A farmer has salvaged 15t of spring beans after harvesting the crops six months later than planned.
The beans were sown last spring at John Yeomans’ farm in Clifton-Upon-Teme in Worcestershire, with two failed attempts to cut them in the soggy autumn.
The crop had still been too wet to cut over the winter, but after a dry, frosty spell, the crop was finally harvested last weekend.
Farm contractor Phil Richards, of Upper Sapey, Clifton-upon-Teme, used a New Holland TX 65 combine with wide Terra Tyres to travel on the soft ground and finish the job.
The beans were not tested for quality, and yields were unknown, but the crop will be sold for animal feed.
“It was just a question of salvaging as much as they could,” said local resident Susan Morgan, who pictured the combine in action.

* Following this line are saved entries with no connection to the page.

fn validate_logging(logging: &LoggingConfig) -> Result<(), ConfigError> {
    let level = logging.level.trim().to_ascii_lowercase();
    match level.as_str() {
        "trace" | "debug" | "info" | "warn" | "error" => Ok(()),
        _ => Err(ConfigError::Validation(
            "logging.level must be one of trace|debug|info|warn|error".to_string(),
        )),
    }
}

fn read_env(key: &str) -> Option<String> {
    env::var(key).ok().filter(|value| !value.trim().is_empty())
}

fn parse_u16(key: &str, value: &str) -> Result<u16, ConfigError> {
    value.parse::<u16>().map_err(|_| ConfigError::InvalidEnvOverride {
        key: key.to_string(),
        value: value.to_string(),
    })
}

fn parse_u32(key: &str, value: &str) -> Result<u32, ConfigError> {
    value.parse::<u32>().map_err(|_| ConfigError::InvalidEnvOverride {
        key: key.to_string(),
        value: value.to_string(),
    })
}

fn parse_u64(key: &str, value: &str) -> Result<u64, ConfigError> {
    value.parse::<u64>().map_err(|_| ConfigError::InvalidEnvOverride {
        key: key.to_string(),
        value: value.to_string(),
    })
}

fn parse_bool(key: &str, value: &str) -> Result<bool, ConfigError> {
    match value.trim().to_ascii_lowercase().as_str() {
        "true" | "1" | "yes" => Ok(true),
        "false" | "0" | "no" => Ok(false),
        _ => Err(ConfigError::InvalidEnvOverride {
            key: key.to_string(),
            value: value.to_string(),
        }),
    }
}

“I’ve never heard of anybody who has harvested beans this late.”
Becky Ward, PGRO
“A lot of the crop yields had dropped after all this time and some of the crop was knocked down, but they still managed to get 15t from 8ha of the crop.”
Becky Ward, principal technical officer at the Processor and Growers’ Research Organisation (PGRO), said it was very unusual for anybody to be harvesting beans so late.
“I’ve never heard of anybody who has harvested beans this late,” she said.
“We did have some late-harvested crops at the end of November last year, which was quite unusual in itself.
“It is likely that crop quality would have been affected through the winter, but spring beans on the whole were fairly good quality last year.”
Elsewhere, farmer Tony Evans was baling straw in Prees, Shropshire at the weekend.
And Bruce Minett was harvesting linseed in Moreton-in-Marsh, Gloucestershire, at a “finger-numbingly cold” -1.5C, following “two big dumps of snow”.